His take on bovine anatomy would get him in a lot of trouble if he was butchering a cow for someone who understood the retail value of a Tri-tip steak. Last time I looked, cattle were quadrupedal and bilaterally symmetrical, which implies that there are two of each distinct muscles for every animal, making this statement false
"First, there is only one per cow, so it is not all that common."

Tri-tips are located at the posterior-ventral end of the sirloin between the round (hind leg) and the sirloin (think of sirloin as the hip). Since each cow has two sides then there should be TWO tri-tips per cow, not one.
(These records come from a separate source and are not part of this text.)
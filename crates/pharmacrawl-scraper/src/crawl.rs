//! The crawl controller: walks the work list one target at a time.
//!
//! Per target the flow is fetch, extract, normalize, append. Failures are
//! caught at the target boundary and land in the manifest; a failing
//! listing page ends its own category and nothing else.

use std::path::PathBuf;
use std::time::Duration;

use chrono::Utc;
use pharmacrawl_core::{AppConfig, Record, SiteVariant};
use tokio_util::sync::CancellationToken;

use crate::error::{FetchError, FetchErrorKind, ScraperError};
use crate::extract::extract;
use crate::fetcher::{Fetcher, LiveFetcher};
use crate::normalize::normalize_record;
use crate::pagination::next_page;
use crate::rate_limit::sleep_or_cancel;
use crate::result::{CrawlResult, FailedTarget};
use crate::status::RunGuard;
use crate::types::{RawDocument, Target};

#[derive(Debug, Clone)]
pub struct CrawlPolicy {
    /// Pause between consecutive fetches.
    pub inter_request_delay: Duration,
    /// Where documents that failed legacy extraction are kept.
    pub debug_dir: Option<PathBuf>,
}

impl Default for CrawlPolicy {
    fn default() -> Self {
        Self {
            inter_request_delay: Duration::from_millis(3_000),
            debug_dir: None,
        }
    }
}

impl CrawlPolicy {
    #[must_use]
    pub fn from_config(config: &AppConfig) -> Self {
        Self {
            inter_request_delay: Duration::from_millis(config.inter_request_delay_ms),
            debug_dir: Some(config.debug_dir.clone()),
        }
    }
}

/// How a single fetched page or lookup resolved.
enum Resolution {
    Records(Vec<Record>),
    Failed,
    Cancelled,
}

#[derive(Clone)]
pub struct Crawler {
    fetcher: Fetcher,
    policy: CrawlPolicy,
}

impl Crawler {
    #[must_use]
    pub fn new(fetcher: Fetcher, policy: CrawlPolicy) -> Self {
        Self { fetcher, policy }
    }

    #[must_use]
    pub fn fetcher(&self) -> &Fetcher {
        &self.fetcher
    }

    /// Launches a browser, crawls every target and closes the browser.
    ///
    /// # Errors
    ///
    /// Returns [`ScraperError::SetupFailure`] if the browser cannot be
    /// launched. Every per-target failure is reported inside the result.
    pub async fn run(
        &self,
        targets: Vec<Target>,
        guard: &mut RunGuard,
        cancel: &CancellationToken,
    ) -> Result<CrawlResult, ScraperError> {
        let live = self.fetcher.launch().await?;
        let result = self.run_with(&live, targets, guard, cancel).await;
        live.shutdown().await;
        Ok(result)
    }

    /// Crawls every target with an already running browser.
    pub async fn run_with(
        &self,
        live: &LiveFetcher,
        targets: Vec<Target>,
        guard: &mut RunGuard,
        cancel: &CancellationToken,
    ) -> CrawlResult {
        let mut result = CrawlResult::new(Utc::now());
        let total = targets.len();
        guard.set_total_units(total);
        tracing::info!(targets = total, "crawl started");

        for (index, target) in targets.into_iter().enumerate() {
            if cancel.is_cancelled() {
                result.cancelled = true;
                break;
            }
            let more_targets = index + 1 < total;

            if target.is_listing() {
                self.crawl_category(live, target, &mut result, guard, cancel)
                    .await;
                guard.complete_unit();
            } else {
                self.crawl_lookup(live, &target, &mut result, guard, cancel)
                    .await;
                guard.complete_unit();
                if more_targets
                    && !result.cancelled
                    && !sleep_or_cancel(self.policy.inter_request_delay, cancel).await
                {
                    result.cancelled = true;
                }
            }

            if result.cancelled {
                break;
            }
        }

        result.finished_at = Utc::now();
        tracing::info!(
            records = result.records.len(),
            failures = result.failures.len(),
            challenge_timeouts = result.challenge_timeouts,
            cancelled = result.cancelled,
            "crawl finished"
        );
        result
    }

    async fn crawl_lookup(
        &self,
        live: &LiveFetcher,
        target: &Target,
        result: &mut CrawlResult,
        guard: &mut RunGuard,
        cancel: &CancellationToken,
    ) {
        let describe = target.describe();
        guard.begin_target(&describe, "");
        tracing::info!(target = %describe, "fetching product lookup");

        match self.resolve(live, target, result, cancel).await {
            Resolution::Records(records) => {
                tracing::info!(target = %describe, title = %records[0].title, "product extracted");
                result.records.extend(records);
            }
            Resolution::Failed => {}
            Resolution::Cancelled => result.cancelled = true,
        }
        guard.record_counts(result.records.len(), result.failures.len());
    }

    async fn crawl_category(
        &self,
        live: &LiveFetcher,
        first: Target,
        result: &mut CrawlResult,
        guard: &mut RunGuard,
        cancel: &CancellationToken,
    ) {
        let category = first.category().to_string();
        let mut current = Some(first);

        while let Some(page) = current.take() {
            if cancel.is_cancelled() {
                result.cancelled = true;
                break;
            }
            let Target::ListingPage {
                page_number,
                last_page,
                ..
            } = &page
            else {
                break;
            };
            let describe = page.describe();
            guard.begin_target(&describe, format!("Page {page_number}/{last_page}"));
            tracing::info!(target = %describe, "fetching listing page");
            result.categories.entry(category.clone()).or_default().attempted += 1;

            match self.resolve(live, &page, result, cancel).await {
                Resolution::Records(records) => {
                    let found = records.len();
                    tracing::info!(target = %describe, records = found, "listing page extracted");
                    result.records.extend(records);
                    result.categories.entry(category.clone()).or_default().succeeded += 1;
                    current = next_page(&page, found);
                    if current.is_none() {
                        tracing::info!(category = %category, "category finished");
                    }
                }
                Resolution::Failed => {
                    result.categories.entry(category.clone()).or_default().failed += 1;
                    tracing::warn!(category = %category, "stopping category after failed page");
                }
                Resolution::Cancelled => result.cancelled = true,
            }
            guard.record_counts(result.records.len(), result.failures.len());

            if current.is_some() && !sleep_or_cancel(self.policy.inter_request_delay, cancel).await
            {
                result.cancelled = true;
                break;
            }
        }
    }

    /// Fetch, extract and normalize one target, recording any failure.
    async fn resolve(
        &self,
        live: &LiveFetcher,
        target: &Target,
        result: &mut CrawlResult,
        cancel: &CancellationToken,
    ) -> Resolution {
        result.targets_attempted += 1;

        let document = match live.fetch(target, cancel).await {
            Ok(document) => document,
            Err(e) if e.kind == FetchErrorKind::Cancelled => return Resolution::Cancelled,
            Err(e) => {
                record_failure(result, target, &e);
                return Resolution::Failed;
            }
        };

        if document.challenge.timed_out {
            result.challenge_timeouts += 1;
            tracing::warn!(
                target = %target,
                kind = %FetchErrorKind::ChallengeTimeout,
                "challenge did not clear, extracting anyway"
            );
        }

        let records: Vec<Record> = extract(&document)
            .into_iter()
            .filter_map(normalize_record)
            .collect();

        if records.is_empty() {
            let err = FetchError::new(
                FetchErrorKind::ExtractionEmpty,
                target.describe(),
                "document held no product with a title",
            );
            record_failure(result, target, &err);
            if let Target::DirectLookup {
                identifier,
                site: SiteVariant::Legacy,
            } = target
            {
                self.save_debug_artifact(*identifier, &document).await;
            }
            live.release(&document.scratch_key).await;
            return Resolution::Failed;
        }

        live.release(&document.scratch_key).await;
        result.targets_succeeded += 1;
        Resolution::Records(records)
    }

    async fn save_debug_artifact(&self, identifier: u64, document: &RawDocument) {
        let Some(dir) = &self.policy.debug_dir else {
            return;
        };
        let path = dir.join(format!("failed_legacy_{identifier}.html"));
        let written = async {
            tokio::fs::create_dir_all(dir).await?;
            tokio::fs::write(&path, document.html.as_bytes()).await
        }
        .await;
        match written {
            Ok(()) => tracing::info!(path = %path.display(), "saved debug document"),
            Err(e) => {
                tracing::warn!(path = %path.display(), error = %e, "could not save debug document");
            }
        }
    }
}

fn record_failure(result: &mut CrawlResult, target: &Target, err: &FetchError) {
    tracing::warn!(target = %target, kind = %err.kind, error = %err.message, "target failed");
    result.failures.push(FailedTarget::new(target, err));
}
His 500 degree oven is much too hot. The evidence for the overheated oven is in the appearance of the meat after it is cut. Notice the thick band of well-done and the small lens of rare towards the center. That type of layering is indicative of very rapid heating associated with high oven temperatures and usually results in
  1. Higher rates of moisture loss
  2. Reduced denaturation of connective tissue due to reduce availability of water (moisture) for hydrolysis
  3. More rapid coagulation and shortening of muscle fibers resulting in tougher meat that is also more prone to squeeze out water

Making an already bad situation worse, despite his advice to let the meat rest  he does not let the meat rest before slicing so juice leaks out at an accelerated rate. Also, while the meat may have been at 125 degrees F when he took it out of the oven the meat ends up being almost well-done because the overheated oven made the outer layers of the meat too hot, thereby making the meat "carry-over" too much.if he had used a more moderate oven temperature, say 350 or 375 degrees F, there would have been less carry-over and the meat would have been more homogeneously red (rare).
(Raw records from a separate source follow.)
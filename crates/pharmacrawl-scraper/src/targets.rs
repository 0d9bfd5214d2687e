//! Builds the ordered work list from the catalog.
//!
//! Order is fixed: legacy lookups, current lookups, then category listings
//! (static descriptors first, discovered ones after). Listings are keyed by
//! normalized URL and the first occurrence wins.

use std::collections::HashSet;

use pharmacrawl_core::{CatalogFile, DiscoveryConfig, ListingDescriptor, SiteVariant};
use regex::Regex;
use scraper::{Html, Selector};
use thiserror::Error;
use tokio_util::sync::CancellationToken;
use url::Url;

use crate::error::FetchError;
use crate::fetcher::LiveFetcher;
use crate::types::Target;

#[derive(Debug, Error)]
pub enum DiscoveryError {
    #[error(transparent)]
    Fetch(#[from] FetchError),

    #[error("invalid link selector '{0}'")]
    Selector(String),

    #[error("invalid path pattern: {0}")]
    Pattern(#[from] regex::Error),

    #[error("invalid index URL: {0}")]
    IndexUrl(#[from] url::ParseError),
}

/// Canonical identity of a category URL: lowercase host, no query or
/// fragment, trailing slash. `None` for unparsable input.
#[must_use]
pub fn normalize_category_url(raw: &str) -> Option<String> {
    let mut parsed = Url::parse(raw.trim()).ok()?;
    parsed.set_query(None);
    parsed.set_fragment(None);
    if !parsed.path().ends_with('/') {
        let path = format!("{}/", parsed.path());
        parsed.set_path(&path);
    }
    Some(parsed.to_string())
}

/// Targets that need no network: direct lookups and static listings.
#[must_use]
pub fn static_targets(catalog: &CatalogFile) -> Vec<Target> {
    assemble(catalog, &[])
}

/// Full work list, including categories discovered from the index page.
///
/// Discovery runs only when configured and enabled, and only with a live
/// browser. Any discovery failure is logged and the static list is used.
pub async fn enumerate(
    catalog: &CatalogFile,
    fetcher: Option<&LiveFetcher>,
    cancel: &CancellationToken,
) -> Vec<Target> {
    let discovered = match (&catalog.discovery, fetcher) {
        (Some(discovery), Some(fetcher)) if discovery.enabled => {
            match discover(fetcher, discovery, cancel).await {
                Ok(found) => {
                    tracing::info!(categories = found.len(), "discovered category listings");
                    found
                }
                Err(e) => {
                    tracing::warn!(error = %e, "category discovery failed, using static listings");
                    Vec::new()
                }
            }
        }
        _ => Vec::new(),
    };

    let targets = assemble(catalog, &discovered);
    tracing::info!(
        targets = targets.len(),
        lookups = catalog.direct_lookups.len(),
        "enumerated crawl targets"
    );
    targets
}

async fn discover(
    fetcher: &LiveFetcher,
    discovery: &DiscoveryConfig,
    cancel: &CancellationToken,
) -> Result<Vec<ListingDescriptor>, DiscoveryError> {
    let html = fetcher.fetch_index(&discovery.index_url, cancel).await?;
    discover_listings(&html, discovery)
}

/// Parses category links out of an index page.
///
/// # Errors
///
/// Returns [`DiscoveryError`] if the selector, pattern or index URL in the
/// discovery settings is invalid.
pub fn discover_listings(
    html: &str,
    discovery: &DiscoveryConfig,
) -> Result<Vec<ListingDescriptor>, DiscoveryError> {
    let selector = Selector::parse(&discovery.link_selector)
        .map_err(|_| DiscoveryError::Selector(discovery.link_selector.clone()))?;
    let pattern = Regex::new(&discovery.path_pattern)?;
    let index = Url::parse(&discovery.index_url)?;
    let denied: HashSet<String> = discovery
        .deny
        .iter()
        .filter_map(|d| normalize_category_url(d))
        .collect();

    let document = Html::parse_document(html);
    let listings = document
        .select(&selector)
        .filter_map(|link| link.value().attr("href"))
        .filter_map(|href| index.join(href.trim()).ok())
        .filter(|url| pattern.is_match(url.path()))
        .filter_map(|url| normalize_category_url(url.as_str()))
        .filter(|url| !denied.contains(url))
        .map(|url| ListingDescriptor {
            url,
            start_page: discovery.start_page,
            end_page: discovery.end_page,
            page_size: discovery.page_size,
            site: SiteVariant::Current,
            category: None,
        })
        .collect();
    Ok(listings)
}

fn assemble(catalog: &CatalogFile, discovered: &[ListingDescriptor]) -> Vec<Target> {
    let lookups = &catalog.direct_lookups;
    let mut targets: Vec<Target> = lookups
        .legacy
        .iter()
        .map(|&identifier| Target::DirectLookup {
            identifier,
            site: SiteVariant::Legacy,
        })
        .chain(lookups.current.iter().map(|&identifier| Target::DirectLookup {
            identifier,
            site: SiteVariant::Current,
        }))
        .collect();

    let mut seen = HashSet::new();
    for descriptor in catalog.listings.iter().chain(discovered) {
        let key = normalize_category_url(&descriptor.url).unwrap_or_else(|| descriptor.url.clone());
        if !seen.insert(key) {
            tracing::debug!(url = %descriptor.url, "dropping duplicate category listing");
            continue;
        }
        targets.push(Target::ListingPage {
            base_url: descriptor.url.clone(),
            page_number: descriptor.start_page,
            page_size: descriptor.page_size,
            site: descriptor.site,
            last_page: descriptor.end_page,
            category: descriptor.category_label().to_string(),
        });
    }
    targets
}
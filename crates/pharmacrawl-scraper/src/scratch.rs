//! Scratch storage for raw documents while their target is in flight.

use std::io;
use std::path::{Path, PathBuf};

use async_trait::async_trait;

#[async_trait]
pub trait ScratchStore: Send + Sync {
    async fn write(&self, key: &str, bytes: &[u8]) -> io::Result<()>;

    async fn read(&self, key: &str) -> io::Result<Vec<u8>>;

    async fn delete(&self, key: &str) -> io::Result<()>;
}

/// One `{key}.html` file per document under a root directory.
#[derive(Debug, Clone)]
pub struct FsScratchStore {
    root: PathBuf,
}

impl FsScratchStore {
    pub fn new(root: impl Into<PathBuf>) -> Self {
        Self { root: root.into() }
    }

    #[must_use]
    pub fn root(&self) -> &Path {
        &self.root
    }

    fn path_for(&self, key: &str) -> PathBuf {
        self.root.join(format!("{key}.html"))
    }
}

#[async_trait]
impl ScratchStore for FsScratchStore {
    async fn write(&self, key: &str, bytes: &[u8]) -> io::Result<()> {
        tokio::fs::create_dir_all(&self.root).await?;
        tokio::fs::write(self.path_for(key), bytes).await
    }

    async fn read(&self, key: &str) -> io::Result<Vec<u8>> {
        tokio::fs::read(self.path_for(key)).await
    }

    async fn delete(&self, key: &str) -> io::Result<()> {
        match tokio::fs::remove_file(self.path_for(key)).await {
            Err(e) if e.kind() == io::ErrorKind::NotFound => Ok(()),
            other => other,
        }
    }
}

/// Removes every file left under `root` by an earlier process and recreates
/// the directory. Returns the number of entries removed.
///
/// # Errors
///
/// Returns the underlying I/O error if the directory cannot be listed or
/// recreated.
pub async fn wipe_scratch_dir(root: &Path) -> io::Result<usize> {
    let mut removed = 0usize;
    match tokio::fs::read_dir(root).await {
        Ok(mut entries) => {
            while let Some(entry) = entries.next_entry().await? {
                let path = entry.path();
                let result = if entry.file_type().await?.is_dir() {
                    tokio::fs::remove_dir_all(&path).await
                } else {
                    tokio::fs::remove_file(&path).await
                };
                match result {
                    Ok(()) => removed += 1,
                    Err(e) => {
                        tracing::warn!(path = %path.display(), error = %e, "could not remove scratch entry");
                    }
                }
            }
        }
        Err(e) if e.kind() == io::ErrorKind::NotFound => {}
        Err(e) => return Err(e),
    }
    tokio::fs::create_dir_all(root).await?;
    Ok(removed)
}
Further capitalizing on an already nearly ruined piece of beef he uses a serrated knife which exacerbates moisture loss by "sawing" instead of "snipping" the muscle fibers thereby maximizing their surface area for water loss. The serrated knife also makes ugly "wavy" looking slices for a highly unprofessional presentation.









"The Minimalist - Tri-Tip Is a Delicious Cut of Steak, but Hard to Get - NYTimes.com:

48 comments:

Warner (aka ntsc) said...

Minor point that cows usually end up as hamburger, or very low letter grade meat.

Ed Bruske said...

Other than that, how did you enjoy the play, Mrs. Lincoln?
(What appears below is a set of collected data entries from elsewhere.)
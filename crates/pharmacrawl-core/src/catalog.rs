//! Crawl catalog: which origins, identifiers and category listings to visit.
//!
//! Loaded from `config/catalog.yaml`. The catalog is static input; the
//! scraper's target enumerator turns it into an ordered work list and may
//! extend it with categories discovered from the storefront menu.

use std::collections::HashSet;
use std::path::Path;

use serde::{Deserialize, Serialize};

use crate::records::SiteVariant;
use crate::ConfigError;

#[derive(Debug, Clone, Serialize, Deserialize)]
pub struct Origins {
    /// Root of the legacy site, e.g. `https://www.aversi.ge`.
    pub legacy: String,
    /// Root of the current storefront, e.g. `https://shop.aversi.ge`.
    pub current: String,
}

#[derive(Debug, Clone, Default, Serialize, Deserialize)]
pub struct DirectLookups {
    #[serde(default)]
    pub legacy: Vec<u64>,
    #[serde(default)]
    pub current: Vec<u64>,
}

impl DirectLookups {
    #[must_use]
    pub fn len(&self) -> usize {
        self.legacy.len() + self.current.len()
    }

    #[must_use]
    pub fn is_empty(&self) -> bool {
        self.legacy.is_empty() && self.current.is_empty()
    }
}

#[derive(Debug, Clone, PartialEq, Eq, Serialize, Deserialize)]
pub struct ListingDescriptor {
    /// Category listing root; pages are addressed below it as `page-N/`.
    pub url: String,
    #[serde(default = "default_start_page")]
    pub start_page: u32,
    pub end_page: u32,
    pub page_size: u32,
    #[serde(default = "default_listing_site")]
    pub site: SiteVariant,
    /// Label copied into produced records. Defaults to `url`.
    #[serde(default)]
    pub category: Option<String>,
}

impl ListingDescriptor {
    #[must_use]
    pub fn category_label(&self) -> &str {
        self.category.as_deref().unwrap_or(&self.url)
    }
}

#[derive(Debug, Clone, Serialize, Deserialize)]
pub struct DiscoveryConfig {
    #[serde(default = "default_true")]
    pub enabled: bool,
    /// Page whose navigation menu lists the category links.
    pub index_url: String,
    /// CSS selector matching candidate menu links.
    pub link_selector: String,
    /// Regex a link's URL path must match to count as a category.
    pub path_pattern: String,
    /// Absolute URLs never taken from discovery.
    #[serde(default)]
    pub deny: Vec<String>,
    #[serde(default = "default_start_page")]
    pub start_page: u32,
    pub end_page: u32,
    pub page_size: u32,
}

#[derive(Debug, Clone, Serialize, Deserialize)]
pub struct CatalogFile {
    pub origins: Origins,
    #[serde(default)]
    pub direct_lookups: DirectLookups,
    #[serde(default)]
    pub listings: Vec<ListingDescriptor>,
    #[serde(default)]
    pub discovery: Option<DiscoveryConfig>,
}

fn default_start_page() -> u32 {
    1
}

fn default_listing_site() -> SiteVariant {
    SiteVariant::Current
}

fn default_true() -> bool {
    true
}

/// Load and validate the crawl catalog from a YAML file.
///
/// # Errors
///
/// Returns `ConfigError` if the file cannot be read, parsed, or fails validation.
pub fn load_catalog(path: &Path) -> Result<CatalogFile, ConfigError> {
    let content = std::fs::read_to_string(path).map_err(|e| ConfigError::CatalogFileIo {
        path: path.display().to_string(),
        source: e,
    })?;

    let catalog: CatalogFile =
        serde_yaml::from_str(&content).map_err(ConfigError::CatalogFileParse)?;

    validate_catalog(&catalog)?;

    Ok(catalog)
}

fn validate_catalog(catalog: &CatalogFile) -> Result<(), ConfigError> {
    require_absolute_url("origins.legacy", &catalog.origins.legacy)?;
    require_absolute_url("origins.current", &catalog.origins.current)?;

    for (site, ids) in [
        (SiteVariant::Legacy, &catalog.direct_lookups.legacy),
        (SiteVariant::Current, &catalog.direct_lookups.current),
    ] {
        let mut seen = HashSet::new();
        for id in ids {
            if !seen.insert(*id) {
                return Err(ConfigError::Validation(format!(
                    "duplicate {site} direct lookup identifier {id}"
                )));
            }
        }
    }

    for listing in &catalog.listings {
        require_absolute_url("listings[].url", &listing.url)?;
        validate_page_range(&listing.url, listing.start_page, listing.end_page, listing.page_size)?;
    }

    if let Some(discovery) = &catalog.discovery {
        require_absolute_url("discovery.index_url", &discovery.index_url)?;
        if discovery.link_selector.trim().is_empty() {
            return Err(ConfigError::Validation(
                "discovery.link_selector must be non-empty".to_string(),
            ));
        }
        regex::Regex::new(&discovery.path_pattern).map_err(|e| {
            ConfigError::Validation(format!(
                "discovery.path_pattern '{}' is not a valid regex: {e}",
                discovery.path_pattern
            ))
        })?;
        for denied in &discovery.deny {
            require_absolute_url("discovery.deny[]", denied)?;
        }
        validate_page_range(
            "discovery defaults",
            discovery.start_page,
            discovery.end_page,
            discovery.page_size,
        )?;
    }

    Ok(())
}

fn validate_page_range(
    what: &str,
    start_page: u32,
    end_page: u32,
    page_size: u32,
) -> Result<(), ConfigError> {
    if start_page == 0 {
        return Err(ConfigError::Validation(format!(
            "{what}: start_page must be at least 1"
        )));
    }
    if start_page > end_page {
        return Err(ConfigError::Validation(format!(
            "{what}: start_page {start_page} is after end_page {end_page}"
        )));
    }
    if page_size == 0 {
        return Err(ConfigError::Validation(format!(
            "{what}: page_size must be positive"
        )));
    }
    Ok(())
}

fn require_absolute_url(field: &str, value: &str) -> Result<(), ConfigError> {
    match url::Url::parse(value) {
        Ok(parsed) if matches!(parsed.scheme(), "http" | "https") => Ok(()),
        Ok(parsed) => Err(ConfigError::Validation(format!(
            "{field}: unsupported scheme '{}' in {value}",
            parsed.scheme()
        ))),
        Err(e) => Err(ConfigError::Validation(format!(
            "{field}: '{value}' is not an absolute URL: {e}"
        ))),
    }
}

#[cfg(test)]
#[path = "catalog_test.rs"]
mod tests;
I've never been impressed wtih Bittman. I'll bet you could write a piece like this every week.

Bob del Grosso said...

Warner
Ordinarilly, I'd agree that it is imprecise to refer to cows as a source of beef. However, since I began working on a farm that raises cattle and has many cows, heifers, bulls and steer, I have learned that the reality is a bit messier and that cows do indeed end up in the beef market ( tenderloins especially).

Jessika said...

Instruction #2 in the recipe is kinda off the mark, first cook in pan until rare/medium rare, then finish in oven until medium rare.
I'd probably sear it and then finish it in the oven with a thermometer. Any ideas with that technique?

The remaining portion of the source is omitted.